Women were asked at approximately 9 months postpartum ‘at what age did you introduce solids?’, ‘at what age do you think solids should be introduced?’, ‘why did you introduce solids at this age?’, and ‘how much cow's milk do you give your baby?’. Weight and height of the women were also measured and BMI was calculated.
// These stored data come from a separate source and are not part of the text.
use std::sync::Arc;
use std::time::Duration;

use mayfly_pastebin::Pastebin;
use mayfly_shortener::UrlShortener;
use tokio::sync::oneshot;
use tokio::task::JoinHandle;
use tokio::time::MissedTickBehavior;
use tracing::{error, info};

/// Rows removed by one sweep. A failed half counts as zero.
#[derive(Debug, Clone, Copy, Default, PartialEq, Eq)]
pub struct SweepReport {
    pub short_urls: u64,
    pub pastes: u64,
}

/// Periodically deletes expired short URLs and pastes.
#[derive(Clone)]
pub struct Sweeper {
    shortener: Arc<dyn UrlShortener>,
    pastebin: Arc<dyn Pastebin>,
    interval: Duration,
}

impl Sweeper {
    pub fn new(
        shortener: Arc<dyn UrlShortener>,
        pastebin: Arc<dyn Pastebin>,
        interval: Duration,
    ) -> Self {
        Self {
            shortener,
            pastebin,
            interval,
        }
    }

    pub async fn sweep_once(&self) -> SweepReport {
        let mut report = SweepReport::default();

        match self.shortener.delete_expired().await {
            Ok(removed) => report.short_urls = removed,
            Err(error) => error!(%error, "failed to sweep expired short urls"),
        }
        match self.pastebin.delete_expired().await {
            Ok(removed) => report.pastes = removed,
            Err(error) => error!(%error, "failed to sweep expired pastes"),
        }

        report
    }

    /// Starts sweeping on a background task. The first sweep runs immediately.
    pub fn spawn(self) -> SweeperHandle {
        let (stop_tx, mut stop_rx) = oneshot::channel();

        let task = tokio::spawn(async move {
            let mut ticker = tokio::time::interval(self.interval);
            ticker.set_missed_tick_behavior(MissedTickBehavior::Delay);
            info!(interval = ?self.interval, "expiration sweeper started");

            loop {
                tokio::select! {
                    _ = &mut stop_rx => break,
                    _ = ticker.tick() => {
                        let report = self.sweep_once().await;
                        if report != SweepReport::default() {
                            info!(short_urls = report.short_urls, pastes = report.pastes, "sweep finished");
                        }
                    }
                }
            }

            info!("expiration sweeper stopped");
        });

        SweeperHandle {
            stop: stop_tx,
            task,
        }
    }
}

pub struct SweeperHandle {
    stop: oneshot::Sender<()>,
    task: JoinHandle<()>,
}

impl SweeperHandle {
    /// Stops the sweeper and waits for an in-flight sweep to finish.
    pub async fn shutdown(self) {
        let _ = self.stop.send(());
        if let Err(error) = self.task.await {
            error!(%error, "expiration sweeper panicked");
        }
    }
}
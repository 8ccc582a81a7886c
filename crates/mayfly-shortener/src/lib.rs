//! URL shortener: short code lifecycle, expiry and click accounting.
//!
//! [`ShortUrlManager`] turns a [`ShortUrlStore`](mayfly_core::ShortUrlStore)
//! and a code [`Generator`](mayfly_generator::Generator) into the
//! [`UrlShortener`] operations used by the HTTP boundary.

pub mod error;
pub mod service;
pub mod shortener;

pub use error::ShortenerError;
pub use service::{ShortUrlManager, ShortenerSettings};
pub use shortener::{ClickMetadata, CreateShortUrl, UrlShortener};
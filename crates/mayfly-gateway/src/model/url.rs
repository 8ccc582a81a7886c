use crate::error::{AppError, Result};
use mayfly_core::{ShortCode, ShortUrl};
use mayfly_shortener::CreateShortUrl;
use serde::{Deserialize, Serialize};
use url::Url;

#[derive(Debug, Deserialize)]
pub struct CreateUrlRequest {
    pub original_url: Option<String>,
    pub alias: Option<String>,
    /// Lifetime in hours.
    pub expire_in: Option<i64>,
    pub is_public: Option<bool>,
}

impl CreateUrlRequest {
    pub fn validate(self) -> Result<CreateShortUrl> {
        let original_url = match self.original_url {
            Some(url) if !url.trim().is_empty() => url,
            _ => {
                return Err(AppError::Validation(
                    "original_url is required".to_string(),
                ))
            }
        };
        Url::parse(&original_url).map_err(|e| {
            AppError::Validation(format!("original_url is not a valid url: {e}"))
        })?;

        // an empty alias counts as absent
        let alias = self
            .alias
            .filter(|alias| !alias.is_empty())
            .map(ShortCode::new)
            .transpose()
            .map_err(|e| AppError::Validation(e.to_string()))?;

        Ok(CreateShortUrl {
            original_url,
            alias,
            expire_in_hours: super::validate_expire_in(self.expire_in)?,
            is_public: self.is_public,
        })
    }
}

/// A short URL plus its absolute public link.
#[derive(Debug, Serialize)]
pub struct ShortUrlResponse {
    #[serde(flatten)]
    pub record: ShortUrl,
    pub short_url: String,
}

impl ShortUrlResponse {
    pub fn new(record: ShortUrl, base_url: &str) -> Self {
        Self {
            short_url: record.code.to_url(base_url),
            record,
        }
    }
}

#[cfg(test)]
mod tests {
    use super::*;

    fn request(original_url: Option<&str>) -> CreateUrlRequest {
        CreateUrlRequest {
            original_url: original_url.map(str::to_string),
            alias: None,
            expire_in: None,
            is_public: None,
        }
    }

    #[test]
    fn minimal_request_leaves_defaults_to_the_manager() {
        let params = request(Some("https://example.com")).validate().unwrap();

        assert_eq!(params.original_url, "https://example.com");
        assert_eq!(params.alias, None);
        assert_eq!(params.expire_in_hours, None);
        assert_eq!(params.is_public, None);
    }

    #[test]
    fn original_url_is_required_and_well_formed() {
        assert!(matches!(request(None).validate(), Err(AppError::Validation(_))));
        assert!(matches!(request(Some("")).validate(), Err(AppError::Validation(_))));
        assert!(matches!(
            request(Some("not a url")).validate(),
            Err(AppError::Validation(_))
        ));
    }

    #[test]
    fn alias_rules() {
        for bad in ["ab", "has space", "dash-ed", &"x".repeat(51)] {
            let req = CreateUrlRequest {
                alias: Some(bad.to_string()),
                ..request(Some("https://example.com"))
            };
            assert!(matches!(req.validate(), Err(AppError::Validation(_))), "{bad}");
        }

        let req = CreateUrlRequest {
            alias: Some("abc".to_string()),
            ..request(Some("https://example.com"))
        };
        assert_eq!(req.validate().unwrap().alias.unwrap().as_str(), "abc");
    }

    #[test]
    fn expire_in_must_be_positive() {
        for hours in [0, -1] {
            let req = CreateUrlRequest {
                expire_in: Some(hours),
                ..request(Some("https://example.com"))
            };
            assert!(matches!(req.validate(), Err(AppError::Validation(_))));
        }

        let req = CreateUrlRequest {
            expire_in: Some(1),
            ..request(Some("https://example.com"))
        };
        assert_eq!(req.validate().unwrap().expire_in_hours, Some(1));
    }
}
The mean age was 32·4 ± 4·8 years (n = 328) and 43·6 % were nulliparous. The mean weight was 69·6 ± 14·7 kg and the mean BMI was 25·3 ± 5·1 kg\m2, with 17·1 % obese. Women answered the questions at 39·8 ± 3·6 weeks postpartum. Women introduced solids at 20·2 ± 5·0 weeks and believed that solids should be introduced at 20·9 ± 5·9 weeks. The reasons why solids were introduced at this time are shown in table 1. Of the 295 women, 24 % had introduced cow's milk at nine months, with a mean daily provision of 21·8mls (range 2·5 to 800mls).
In this study women introduced solids earlier than recommended, mainly prompted by their child's developing interest in food. This may suggest that weaning recommendations are not being effectively communicated or implemented.
1 FSAI (2011) Best Practice for Infant Feeding in Ireland. From pre-conception through the first year of an infant's life A guide for healthcare professionals based on The Scientific Recommendations for a National Infant Feeding Policy, 2nd Edition (2011). ISBN 1-904465-89-7.